In Mathematica, the function TuringMachine is a universal Turing machine implementation by itself but if one wants to avoid calling a function that does all the work, it is possible to write an impressively short universal Turing machine without any dubious call to a function. The shortest implementation, among three different implementations[75] of a universal Turing machine in Mathematica is:

s = 1; a[_] = 0; n = 0; Do[{s, a[n], d} = {s, a[n]} /. rule; n += d, {t}]

so one can, for example, simulate the 2,3 Wolfram Turing machine just by providing the rule {{1, 2} -> {1, 1, -1}, {1, 1} -> {1, 2, -1}, {1, 0} -> {2, 1, 1}, {2, 2} -> {1, 0, 1}, {2, 1} -> {2, 2, 1}, {2, 0} -> {1, 2, -1}} and setting a value for the number of steps t. This notebook contains the code above for 10000 steps and shows how the first 100 cells of the output tape looks like.

The fact that all these languages are Turing-equivalent means that, strictly speaking, you can write any program in any of them. However, implementations of a Turing machine in lower level or structured programming languages may require several lines of code. We think that the contest may shed some light about the relation of several models of computation, since if one chooses a particular language or model for an implementation, the compiler might turn out to be long enough to counteract any effort to reduce the total size of the implementation. To find it out and see how this happens we are randomly fixing a language and a model, bearing in mind that both ANSI C/C++ and a Turing machine are a very well known standard programming language and an and a very well known standard abstract machine, respectively.

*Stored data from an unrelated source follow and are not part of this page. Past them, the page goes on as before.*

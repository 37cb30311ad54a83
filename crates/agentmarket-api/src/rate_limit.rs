//! Per-IP rate limiting
//!
//! Sliding window: a request is admitted when fewer than `requests_per_window`
//! requests from the same key were admitted during the last `window`.

use std::collections::HashMap;
use std::sync::Arc;
use std::time::Duration;

use tokio::sync::RwLock;
use tokio::time::Instant;

/// Default window, fifteen minutes
pub const DEFAULT_WINDOW: Duration = Duration::from_secs(15 * 60);

/// Default admitted requests per window and key
pub const DEFAULT_REQUESTS_PER_WINDOW: u32 = 100;

/// Rate limit configuration
#[derive(Debug, Clone)]
pub struct RateLimitConfig {
    pub enabled: bool,
    pub requests_per_window: u32,
    pub window: Duration,
    /// Key on `X-Forwarded-For` / `X-Real-IP`. Only safe behind a proxy that overwrites them.
    pub trust_proxy_headers: bool,
}

impl Default for RateLimitConfig {
    fn default() -> Self {
        Self {
            enabled: true,
            requests_per_window: DEFAULT_REQUESTS_PER_WINDOW,
            window: DEFAULT_WINDOW,
            trust_proxy_headers: false,
        }
    }
}

impl RateLimitConfig {
    pub fn disabled() -> Self {
        Self {
            enabled: false,
            ..Self::default()
        }
    }
}

/// Rate limit bucket for tracking requests
#[derive(Debug, Clone, Default)]
struct RateBucket {
    /// Admitted request timestamps within the window, oldest first
    requests: Vec<Instant>,
}

#[derive(Debug)]
struct Buckets {
    by_key: HashMap<String, RateBucket>,
    last_sweep: Instant,
}

/// In-memory rate limiter
#[derive(Clone)]
pub struct RateLimiter {
    config: RateLimitConfig,
    buckets: Arc<RwLock<Buckets>>,
}

/// Snapshot of a key's budget
#[derive(Debug, Clone, PartialEq)]
pub struct RateLimitInfo {
    pub limit: u32,
    pub remaining: u32,
}

impl RateLimiter {
    pub fn new(config: RateLimitConfig) -> Self {
        Self {
            config,
            buckets: Arc::new(RwLock::new(Buckets {
                by_key: HashMap::new(),
                last_sweep: Instant::now(),
            })),
        }
    }

    pub fn config(&self) -> &RateLimitConfig {
        &self.config
    }

    /// Admit or reject a request. `Err` carries how long until the next slot frees.
    pub async fn check(&self, key: &str) -> Result<(), Duration> {
        if !self.config.enabled {
            return Ok(());
        }

        let window = self.config.window;
        let now = Instant::now();
        let mut buckets = self.buckets.write().await;

        // Drop idle keys once per window so the map stays bounded by active clients
        if now.duration_since(buckets.last_sweep) >= window {
            buckets.by_key.retain(|_, bucket| {
                bucket
                    .requests
                    .last()
                    .map(|&t| now.duration_since(t) < window)
                    .unwrap_or(false)
            });
            buckets.last_sweep = now;
        }

        let bucket = buckets.by_key.entry(key.to_string()).or_default();
        bucket.requests.retain(|&t| now.duration_since(t) < window);

        if bucket.requests.len() >= self.config.requests_per_window as usize {
            let retry_after = bucket
                .requests
                .first()
                .map(|&oldest| window.saturating_sub(now.duration_since(oldest)))
                .unwrap_or(window);
            return Err(retry_after);
        }

        bucket.requests.push(now);
        Ok(())
    }

    /// Remaining budget for a key
    pub async fn info(&self, key: &str) -> RateLimitInfo {
        let buckets = self.buckets.read().await;
        let now = Instant::now();
        let used = buckets
            .by_key
            .get(key)
            .map(|b| {
                b.requests
                    .iter()
                    .filter(|&&t| now.duration_since(t) < self.config.window)
                    .count() as u32
            })
            .unwrap_or(0);

        RateLimitInfo {
            limit: self.config.requests_per_window,
            remaining: self.config.requests_per_window.saturating_sub(used),
        }
    }
}

#[cfg(test)]
mod tests {
    use super::*;

    fn limiter(limit: u32, window: Duration) -> RateLimiter {
        RateLimiter::new(RateLimitConfig {
            enabled: true,
            requests_per_window: limit,
            window,
            trust_proxy_headers: false,
        })
    }

    #[tokio::test]
    async fn test_limit_per_key() {
        let limiter = limiter(2, Duration::from_secs(60));

        assert!(limiter.check("1.1.1.1").await.is_ok());
        assert!(limiter.check("1.1.1.1").await.is_ok());
        let retry = limiter.check("1.1.1.1").await.unwrap_err();
        assert!(retry <= Duration::from_secs(60));

        // Other clients have their own budget
        assert!(limiter.check("2.2.2.2").await.is_ok());
        assert_eq!(limiter.info("1.1.1.1").await.remaining, 0);
        assert_eq!(limiter.info("2.2.2.2").await.remaining, 1);
    }

    #[tokio::test(start_paused = true)]
    async fn test_window_slides() {
        let limiter = limiter(1, Duration::from_secs(10));

        assert!(limiter.check("ip").await.is_ok());
        assert!(limiter.check("ip").await.is_err());

        tokio::time::advance(Duration::from_secs(11)).await;
        assert!(limiter.check("ip").await.is_ok());
    }

    #[tokio::test]
    async fn test_disabled() {
        let limiter = RateLimiter::new(RateLimitConfig {
            requests_per_window: 0,
            ..RateLimitConfig::disabled()
        });
        assert!(limiter.check("ip").await.is_ok());
    }
}
//! AgentMarket Catalog Store
//!
//! Durable storage for the marketplace using SQLite through SQLx.
//!
//! # Tables
//!
//! - **agents**: registered agents with their sale counters and rating aggregate
//! - **transactions**: one row per purchase or execution attempt
//!
//! # Repository Pattern
//!
//! Each table has its own repository. Aggregate updates (ratings, sale
//! counters) are done inside the database so concurrent writers never
//! lose an update.

pub mod config;
pub mod error;
pub mod models;
pub mod repos;

use std::str::FromStr;
use std::time::Duration;

use sqlx::sqlite::{SqliteConnectOptions, SqlitePool, SqlitePoolOptions};
use tracing::info;

pub use config::{DatabaseConfig, DEFAULT_DATABASE_URL};
pub use error::{DbError, DbResult};
pub use models::*;
pub use repos::*;

/// Catalog connection pool
#[derive(Clone)]
pub struct Database {
    pub pool: SqlitePool,
}

impl Database {
    /// Open (creating if needed) the SQLite database
    pub async fn connect(config: &DatabaseConfig) -> DbResult<Self> {
        info!("Connecting to SQLite: {}", config.url_masked());

        let options = SqliteConnectOptions::from_str(&config.url)
            .map_err(|e| DbError::Connection(format!("SQLite: {}", e)))?
            .create_if_missing(true)
            .foreign_keys(true)
            .busy_timeout(Duration::from_secs(config.acquire_timeout_secs));

        let mut pool_options = SqlitePoolOptions::new()
            .max_connections(config.max_connections)
            .min_connections(config.min_connections)
            .acquire_timeout(Duration::from_secs(config.acquire_timeout_secs));

        // Every connection to `:memory:` is a separate database, so the single
        // connection must never be recycled.
        if config.is_in_memory() {
            pool_options = pool_options
                .max_connections(1)
                .idle_timeout(None)
                .max_lifetime(None);
        }

        let pool = pool_options
            .connect_with(options)
            .await
            .map_err(|e| DbError::Connection(format!("SQLite: {}", e)))?;

        info!("Connected to SQLite");

        Ok(Self { pool })
    }

    /// Fresh migrated in-memory catalog
    pub async fn in_memory() -> DbResult<Self> {
        let db = Self::connect(&DatabaseConfig::in_memory()).await?;
        db.migrate().await?;
        Ok(db)
    }

    /// Run database migrations
    pub async fn migrate(&self) -> DbResult<()> {
        info!("Running database migrations...");
        sqlx::migrate!("./migrations")
            .run(&self.pool)
            .await
            .map_err(|e| DbError::Migration(e.to_string()))?;
        info!("Migrations complete");
        Ok(())
    }

    /// Health check
    pub async fn health_check(&self) -> DbResult<HealthStatus> {
        let sqlite_ok = sqlx::query("SELECT 1")
            .fetch_one(&self.pool)
            .await
            .is_ok();

        Ok(HealthStatus {
            sqlite: sqlite_ok,
            healthy: sqlite_ok,
        })
    }

    pub fn agent_repo(&self) -> AgentRepo {
        AgentRepo::new(self.pool.clone())
    }

    pub fn transaction_repo(&self) -> TransactionRepo {
        TransactionRepo::new(self.pool.clone())
    }

    pub fn stats_repo(&self) -> StatsRepo {
        StatsRepo::new(self.pool.clone())
    }

    /// Close all pooled connections
    pub async fn close(&self) {
        self.pool.close().await;
    }
}

/// Database health status
#[derive(Debug, Clone, serde::Serialize)]
pub struct HealthStatus {
    pub sqlite: bool,
    pub healthy: bool,
}
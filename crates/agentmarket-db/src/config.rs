//! Database configuration

use serde::{Deserialize, Serialize};

/// Connection string used when nothing is configured
pub const DEFAULT_DATABASE_URL: &str = "sqlite://agentmarket.db";

/// Database configuration
#[derive(Debug, Clone, Serialize, Deserialize)]
pub struct DatabaseConfig {
    /// Connection URL (`sqlite://path.db` or `sqlite::memory:`)
    pub url: String,
    /// Maximum pooled connections
    pub max_connections: u32,
    /// Minimum pooled connections
    pub min_connections: u32,
    /// Connection acquire timeout in seconds
    pub acquire_timeout_secs: u64,
}

impl Default for DatabaseConfig {
    fn default() -> Self {
        Self {
            url: std::env::var("DATABASE_URL")
                .unwrap_or_else(|_| DEFAULT_DATABASE_URL.to_string()),
            max_connections: 10,
            min_connections: 1,
            acquire_timeout_secs: 30,
        }
    }
}

impl DatabaseConfig {
    /// Private in-memory database, one connection so every query sees the same data
    pub fn in_memory() -> Self {
        Self {
            url: "sqlite::memory:".to_string(),
            max_connections: 1,
            min_connections: 1,
            acquire_timeout_secs: 5,
        }
    }

    pub fn is_in_memory(&self) -> bool {
        self.url.contains(":memory:") || self.url.contains("mode=memory")
    }

    /// Mask sensitive parts of the URL for logging
    pub fn url_masked(&self) -> String {
        mask_url(&self.url)
    }
}

fn mask_url(url: &str) -> String {
    if let (Some(at_pos), Some(scheme_end)) = (url.find('@'), url.find("://")) {
        if scheme_end + 3 <= at_pos {
            let scheme = &url[..scheme_end + 3];
            let after_at = &url[at_pos..];
            let user_pass = &url[scheme_end + 3..at_pos];
            if let Some(colon_pos) = user_pass.find(':') {
                let user = &user_pass[..colon_pos];
                return format!("{}{}:***{}", scheme, user, after_at);
            }
        }
    }
    url.to_string()
}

The rules of the contest require the input/output to be as for a Turing machine, which obligates any implementation following any other model of computation to include a translator/compiler and figure out how to keep its implementation short enough. One may find perhaps that the translator together with the machine code will always approach the size of an implementation following the model of computation for which the input/output was designed. For example, there is a Lisp interpreter in C written by Kernighan and Ritchie and published in their The C Programming Language book, that one would require in order to compile the Greg Chaitin Turing machine written in Lisp in C language. There is also a Mathematica program able to interpret Chaitin's universal Turing machine in Lisp here. For an interesting account of the comparison between programming languages in terms of algorithms implementation length, read Paul Graham's Revenge of the Nerds[30] and his collection of canonical solutions to the same problem in a number of languages.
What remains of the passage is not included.